Thursday, November 8, 2012

pea coat

http://www.misterfreedom.com/?p=1245

This coat just reminded me of something.

Long, long ago, two decades ago, I started to wear my father's pea coat. It was a real navy coat, that had bizarrely belonged to my mother's first husband's brother, who'd been in the Navy. So it was a real one, made of, I imagine, densely boiled wool with a silky lining. It was extremely heavy. It had anchors on the round navy buttons.

My father used to wear it a lot - it's one of the images I have of him, typified by the dark, misty morning my teacher looked out the window and said, 'ohhhhh... who's that??' It was my father, bearded and in a cap, probably with a pipe in his teeth, wearing the coat, coming up the slope to the school to bring me forgotten lunch. 'That's my father', I said, and she said, 'Really??'

He did the seafaring adventurer look well, it has to be said.
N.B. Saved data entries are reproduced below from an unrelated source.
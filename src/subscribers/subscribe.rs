//! # `Subscribe`: asynchronous event listeners.
//!
//! Implement [`Subscribe`] to follow what the supervisor does (dashboards,
//! audit trails, test probes). Each implementation gets its own worker and a
//! bounded queue inside the [`SubscriberSet`](crate::SubscriberSet), so a slow
//! listener only ever delays itself; when its queue is full, new events for it
//! are discarded and a `SubscriberOverflow` event reports the loss.
//!
//! ## Example
//! ```rust
//! use async_trait::async_trait;
//! use procvisor::{Event, EventKind, Subscribe};
//!
//! struct CascadeAlarm;
//!
//! #[async_trait]
//! impl Subscribe for CascadeAlarm {
//!     async fn on_event(&self, ev: &Event) {
//!         if ev.kind == EventKind::CascadeTriggered {
//!             eprintln!("fleet going down because of {:?}", ev.service);
//!         }
//!     }
//!
//!     fn name(&self) -> &'static str {
//!         "cascade-alarm"
//!     }
//! }
//! ```

use async_trait::async_trait;

use crate::events::Event;

/// Queue size used when a subscriber does not pick one.
pub const DEFAULT_QUEUE_CAPACITY: usize = 1024;

/// Listener for supervisor events.
#[async_trait]
pub trait Subscribe: Send + Sync + 'static {
    /// Processes one event. Events arrive in publication order.
    async fn on_event(&self, event: &Event);

    /// Label used in logs and overflow/panic events.
    fn name(&self) -> &'static str {
        std::any::type_name::<Self>()
    }

    /// Bound of this subscriber's queue (values below 1 are raised to 1).
    fn queue_capacity(&self) -> usize {
        DEFAULT_QUEUE_CAPACITY
    }
}
//! # Service definitions and the services-file loader.
//!
//! - [`ServiceSpec`] - immutable declaration of one supervisable unit
//! - [`Hooks`], [`HookKind`] - inter-service sequencing hooks
//! - [`load`], [`parse_str`] - YAML loader producing `name → ServiceSpec`
//!
//! ## File format
//! ```yaml
//! services:
//!   migrate:
//!     command: ./migrate.sh
//!   api:
//!     cwd: ${HOME}/src/api
//!     command: cargo run --bin api
//!     environs: { PORT: 8080 }
//!     hooks:
//!       wait: [migrate]
//!       kill: [watcher]
//!   watcher:
//!     command: ./watch.sh
//!     ignore_failures: true
//! ```

mod loader;
mod spec;

pub use loader::{load, parse_str, DEFAULT_CONFIG_PATH};
pub use spec::{HookKind, Hooks, ServiceSpec};
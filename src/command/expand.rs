//! `${NAME}` expansion and environment merging.

use std::collections::BTreeMap;
use std::ffi::OsString;

use once_cell::sync::Lazy;
use regex::{Captures, Regex};

static VAR_REF: Lazy<Regex> =
    Lazy::new(|| Regex::new(r"\$\{([A-Za-z_][A-Za-z0-9_]*)\}").expect("static pattern"));

/// Replaces every `${NAME}` in `template`.
///
/// `NAME` resolves against `overrides` first, then against `ambient`; an
/// unresolved reference is left in place verbatim. Bare `$NAME` is untouched
/// and left to the shell.
///
/// # Example
/// ```
/// use std::collections::BTreeMap;
/// use procvisor::command::expand;
///
/// let overrides = BTreeMap::from([("APP".to_string(), "api".to_string())]);
/// let out = expand("${HOME}/${APP}/${NOPE}", &overrides, |k| {
///     (k == "HOME").then(|| "/home/me".to_string())
/// });
/// assert_eq!(out, "/home/me/api/${NOPE}");
/// ```
pub fn expand<F>(template: &str, overrides: &BTreeMap<String, String>, ambient: F) -> String
where
    F: Fn(&str) -> Option<String>,
{
    VAR_REF
        .replace_all(template, |caps: &Captures<'_>| {
            let name = &caps[1];
            overrides
                .get(name)
                .cloned()
                .or_else(|| ambient(name))
                .unwrap_or_else(|| caps[0].to_string())
        })
        .into_owned()
}

/// Ambient process environment with `overrides` applied on top.
///
/// Keys and values are kept as raw OS strings; entries that are not valid
/// Unicode pass through to the child untouched.
pub fn effective_env(overrides: &BTreeMap<String, String>) -> BTreeMap<OsString, OsString> {
    let mut env: BTreeMap<OsString, OsString> = std::env::vars_os().collect();
    env.extend(
        overrides
            .iter()
            .map(|(k, v)| (OsString::from(k), OsString::from(v))),
    );
    env
}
But he discarded it, and it hung in the cupboard in the spare room until I came across it and slipped it on. It was too big for me, but the weight of it and the wraparound, was wonderful. It spoke to all my girlhood fantasies of Robin Hood and outdoor, outlaw adventuring. It made me stride, feel strong, feel impeccably safe. I loved it with jeans, I loved the heavy swish of a floor length, full skirt underneath it. Boots and that coat, and I was bullet proof.
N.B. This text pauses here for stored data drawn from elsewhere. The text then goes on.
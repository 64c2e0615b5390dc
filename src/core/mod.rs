//! Runtime core: registry, process instances, and the supervisor.
//!
//! Internal modules:
//! - [`registry`]: status partitions, permit-to-kill set, ordered observer pass;
//! - [`process`]: per-service runtime state, command execution, hooks;
//! - [`supervisor`]: launching, failure escalation, termination, grace;
//! - [`builder`]: wires a fleet into a ready-to-run supervisor;
//! - [`shutdown`]: OS termination signals.

mod builder;
mod process;
mod registry;
mod shutdown;
mod supervisor;

pub use builder::SupervisorBuilder;
pub use process::Process;
pub use registry::Registry;
pub use shutdown::wait_for_shutdown_signal;
pub use supervisor::Supervisor;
It was really, really warm too. Made for standing on deck in the dark in the midst of Atlantic gales, as my mother impressed on me. I needed it - the social life of an Irish teenager is conducted outside, by and large. Pre-pub days, meant fields and beaches, hanging around, hanging around in the freezing cold and the rain. Walking up Bray seafront in the winter is possibly the coldest I've ever been. The night I met my husband I actually went home with his best friend. It was Halloween, he was  in a dress... in a beautiful bit of  gender reversal, he was wearing a green silk dress, and I gave him my coat to wear as we walked up the seafront from the club to his house.

I miss that coat, I've just realised. I miss being young enough to wear something like that. I suppose soon I'll be old enough to do so again, and hopefully not look like a bag lady, but I don't know if you can cross that river twice. I wonder if I'll ever feel that again? That coats'n'boots and off into the night on an adventure feeling. Untouchable.




4 comments:

laughykate said...

What a beautiful post, Jo.

Jo said...

Oo, thank you Kate! Can you relate?

Annah said...

Oh, I can relate to the coat and boots...You have evoked such memories for me...thanks Jo!

laughykate said...

I am hearing you !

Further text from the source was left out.